#### Description of the task
Lines containing "colored": state how many there are in these entries, and write only that number.

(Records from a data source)

§

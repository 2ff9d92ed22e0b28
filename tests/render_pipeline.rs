//! End-to-end rendering: memoization, flow composition, click regions and
//! the Taffy-backed engine.

use std::cell::Cell;
use std::rc::Rc;

use termflow::cache::content_hash;
use termflow::{
    hit_test, Engine, EngineConfig, HandlerRegistry, LayoutMetrics, NoLayout, Node, Renderer,
    Viewport,
};

fn engine(width: u16, height: u16) -> Engine {
    Engine::with_viewport(EngineConfig::default(), Viewport::new(width, height))
}

fn cell(label: &str, x: u16, y: u16) -> Node {
    Node::boxed([Node::text(label)])
        .with_prop("width", 3)
        .with_metrics(LayoutMetrics::new(x, y, 3, 1))
}

// =============================================================================
// Memoization
// =============================================================================

#[test]
fn test_unchanged_tree_renders_identically_without_work() {
    let calls = Rc::new(Cell::new(0));
    let mut engine = engine(40, 10);
    let seen = calls.clone();
    engine.handlers_mut().register_fn("leaf", move |ctx| {
        seen.set(seen.get() + 1);
        ctx.text().unwrap_or("").to_string()
    });

    let mut root = Node::column([
        Node::column([Node::new("leaf").with_text("a"), Node::new("leaf").with_text("b")]),
        Node::text("tail"),
    ]);

    let first = engine.frame(&mut root).unwrap();
    let second = engine.frame(&mut root).unwrap();
    assert_eq!(first.text, "a\nb\ntail\n");
    assert_eq!(first.text, second.text);
    assert_eq!(calls.get(), 2);
    assert_eq!(second.stats.fresh_renders, 0);

    assert!(root.update_at(&[0, 1], |n| n.set_text("B")));
    let third = engine.frame(&mut root).unwrap();
    assert_eq!(third.text, "a\nB\ntail\n");
    assert_eq!(calls.get(), 3);
}

#[test]
fn test_setting_equal_prop_keeps_cache() {
    let registry = HandlerRegistry::with_defaults();
    let renderer = Renderer::new(&registry);
    let mut root = Node::column([Node::text("x").with_prop("bold", false)]);
    renderer.render(&mut root);

    if let Some(child) = root.child_mut(0) {
        child.set_prop("bold", false);
    }
    let out = renderer.render(&mut root);
    assert_eq!(out.stats.cache_hits, 1);
}

#[test]
fn test_content_hash_properties() {
    let tree = || Node::row([Node::text("a"), Node::text("b")]);
    assert_eq!(content_hash(&tree()), content_hash(&tree()));

    let swapped = Node::row([Node::text("b"), Node::text("a")]);
    assert_ne!(content_hash(&tree()), content_hash(&swapped));

    let colored = Node::row([Node::text("a").with_prop("color", "red"), Node::text("b")]);
    assert_eq!(content_hash(&tree()), content_hash(&colored));

    let sized = Node::row([Node::text("a").with_prop("width", 4), Node::text("b")]);
    assert_ne!(content_hash(&tree()), content_hash(&sized));
}

// =============================================================================
// Flow composition
// =============================================================================

#[test]
fn test_row_with_equal_y_is_one_line() {
    let registry = HandlerRegistry::with_defaults();
    let renderer = Renderer::new(&registry);
    let mut root = Node::column([Node::row([cell("aaa", 0, 0), cell("bbb", 3, 0), cell("ccc", 6, 0)])
        .with_prop("flexWrap", "wrap")
        .with_metrics(LayoutMetrics::new(0, 0, 9, 1))]);

    assert_eq!(renderer.render_text(&mut root), "aaabbbccc\n");
}

#[test]
fn test_wrapped_row_stacks_bands_by_y() {
    let registry = HandlerRegistry::with_defaults();
    let renderer = Renderer::new(&registry);
    let mut root = Node::column([Node::row([cell("aaa", 0, 2), cell("bbb", 0, 0), cell("ccc", 0, 1)])
        .with_prop("flexWrap", "wrap")
        .with_metrics(LayoutMetrics::new(0, 0, 3, 3))]);

    assert_eq!(renderer.render_text(&mut root), "bbb\nccc\naaa\n");
}

#[test]
fn test_wrapped_row_keeps_gap_between_bands() {
    let registry = HandlerRegistry::with_defaults();
    let renderer = Renderer::new(&registry);
    let mut root = Node::column([Node::row([cell("aaa", 0, 0), cell("bbb", 0, 2)])
        .with_prop("flexWrap", "wrap")
        .with_metrics(LayoutMetrics::new(0, 0, 3, 3))]);

    assert_eq!(renderer.render_text(&mut root), "aaa\n\nbbb\n");
}

#[test]
fn test_empty_padded_container_is_padding_lines() {
    let registry = HandlerRegistry::with_defaults();
    let renderer = Renderer::new(&registry);
    let mut root = Node::column([Node::boxed([]).with_prop("padding", 1)]);
    assert_eq!(renderer.render_text(&mut root), "\n\n");
}

#[test]
fn test_single_blank_line_children_are_kept() {
    let registry = HandlerRegistry::with_defaults();
    let renderer = Renderer::new(&registry);
    let spacer = || {
        Node::boxed([])
            .with_prop("height", 1)
            .with_metrics(LayoutMetrics::new(0, 1, 10, 1))
    };

    let mut top_level = Node::column([Node::text("a"), spacer(), Node::text("b")]);
    assert_eq!(renderer.render_text(&mut top_level), "a\n\nb\n");

    let mut nested = Node::column([Node::column([Node::text("a"), spacer(), Node::text("b")])]);
    assert_eq!(renderer.render_text(&mut nested), "a\n\nb\n");
}

#[test]
fn test_one_sided_padding_renders_one_line() {
    let registry = HandlerRegistry::with_defaults();
    let renderer = Renderer::new(&registry);

    let mut top = Node::column([
        Node::text("a"),
        Node::boxed([]).with_prop("paddingTop", 1),
        Node::text("b"),
    ]);
    assert_eq!(renderer.render_text(&mut top), "a\n\nb\n");

    let mut bottom = Node::column([Node::column([
        Node::text("a"),
        Node::boxed([]).with_prop("paddingBottom", 1),
        Node::text("b"),
    ])]);
    assert_eq!(renderer.render_text(&mut bottom), "a\n\nb\n");

    let mut alone = Node::column([Node::boxed([]).with_prop("paddingTop", 1)]);
    assert_eq!(renderer.render_text(&mut alone), "\n");
}

#[test]
fn test_column_child_wraps_to_column_width() {
    let registry = HandlerRegistry::with_defaults();
    let renderer = Renderer::new(&registry);
    let mut root = Node::column([Node::column([
        Node::text("aaa bbb").with_metrics(LayoutMetrics::new(0, 0, 3, 1))
    ])
    .with_metrics(LayoutMetrics::new(0, 0, 10, 1))]);

    assert_eq!(renderer.render_text(&mut root), "aaa bbb\n");
}

// =============================================================================
// Click regions
// =============================================================================

#[test]
fn test_nested_region_has_absolute_position() {
    let registry = HandlerRegistry::with_defaults();
    let renderer = Renderer::new(&registry);
    let mut root = Node::column([Node::column([
        Node::text("a"),
        Node::text("btn")
            .with_click_id("b")
            .with_metrics(LayoutMetrics::new(3, 0, 3, 1)),
    ])
    .with_metrics(LayoutMetrics::new(0, 0, 10, 2))]);

    let out = renderer.render(&mut root);
    assert_eq!(out.text, "a\n   btn\n");
    assert_eq!(out.regions.len(), 1);

    let region = &out.regions[0];
    assert_eq!(region.component_id, "b");
    assert_eq!((region.x, region.y, region.width, region.height), (3, 1, 3, 1));
    assert_eq!(region.depth, 2);
    assert_eq!(region.node_type, "text");
}

#[test]
fn test_top_level_child_text_matches_region() {
    let registry = HandlerRegistry::with_defaults();
    let renderer = Renderer::new(&registry);
    let mut root = Node::column([
        Node::text("go")
            .with_click_id("go")
            .with_metrics(LayoutMetrics::new(4, 0, 2, 1)),
    ]);

    let out = renderer.render(&mut root);
    assert_eq!(out.text, "    go\n");
    let region = &out.regions[0];
    assert_eq!((region.x, region.y, region.width), (4, 0, 2));
    assert_eq!(out.text.find("go"), Some(region.x as usize));
}

#[test]
fn test_cached_subtree_replays_regions() {
    let registry = HandlerRegistry::with_defaults();
    let renderer = Renderer::new(&registry);
    let mut root = Node::column([Node::column([
        Node::text("a"),
        Node::text("btn")
            .with_click_id("b")
            .with_metrics(LayoutMetrics::new(3, 0, 3, 1)),
    ])
    .with_metrics(LayoutMetrics::new(0, 0, 10, 2))]);

    let first = renderer.render(&mut root);
    let second = renderer.render(&mut root);
    assert_eq!(second.stats.fresh_renders, 0);
    assert_eq!(first.regions, second.regions);
    assert_eq!(root.click_regions(), second.regions.as_slice());
}

#[test]
fn test_zero_sized_regions_are_dropped() {
    let registry = HandlerRegistry::with_defaults();
    let renderer = Renderer::new(&registry);
    let mut root = Node::column([
        Node::text("x")
            .with_click_id("zero-width")
            .with_metrics(LayoutMetrics::new(0, 0, 0, 1)),
        Node::text("").with_click_id("empty"),
        Node::text("ok").with_click_id("ok"),
    ]);

    let out = renderer.render(&mut root);
    let ids: Vec<&str> = out.regions.iter().map(|r| r.component_id.as_str()).collect();
    assert_eq!(ids, vec!["ok"]);
    assert_eq!((out.regions[0].width, out.regions[0].height), (2, 1));
}

// =============================================================================
// Engine with Taffy
// =============================================================================

#[test]
fn test_taffy_row_places_children_by_x() {
    let mut engine = engine(20, 5);
    let mut root = Node::column([Node::row([Node::text("left"), Node::text("right")]).with_prop("gap", 1)]);
    let out = engine.frame(&mut root).unwrap();
    assert_eq!(out.text, "left right\n");
}

#[test]
fn test_taffy_text_wraps_to_width() {
    let mut engine = engine(20, 5);
    let mut root = Node::column([Node::text("hello world").with_prop("width", 5)]);
    let out = engine.frame(&mut root).unwrap();
    assert_eq!(out.text, "hello\nworld\n");
    assert_eq!(root.child(0).and_then(Node::metrics).map(|m| m.height), Some(2));
}

#[test]
fn test_taffy_region_follows_layout() {
    let mut engine = engine(20, 5);
    let mut root = Node::column([Node::text("title"), Node::text("press").with_click_id("go")]);
    let out = engine.frame(&mut root).unwrap();

    let region = out.regions.iter().find(|r| r.component_id == "go").unwrap();
    assert_eq!((region.x, region.y, region.height), (0, 1, 1));
    assert!(region.width >= 5);
}

#[test]
fn test_no_layout_engine_uses_hand_geometry() {
    let mut engine = engine(20, 5).with_layout(NoLayout);
    let mut root = Node::column([Node::text("abc")]);
    assert_eq!(engine.frame(&mut root).unwrap().text, "abc\n");
    assert!(root.child(0).and_then(Node::metrics).is_none());
}

#[test]
fn test_taffy_padded_root_indents_top_level_children() {
    let mut engine = engine(20, 5);
    let mut root = Node::column([Node::text("go").with_click_id("go")]).with_prop("paddingLeft", 4);
    let out = engine.frame(&mut root).unwrap();

    assert_eq!(out.text, "    go\n");
    assert_eq!(hit_test(&out.regions, 4, 0).map(|r| r.component_id.as_str()), Some("go"));
    assert!(hit_test(&out.regions, 0, 0).is_none());
}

§

#### Finished exercise
2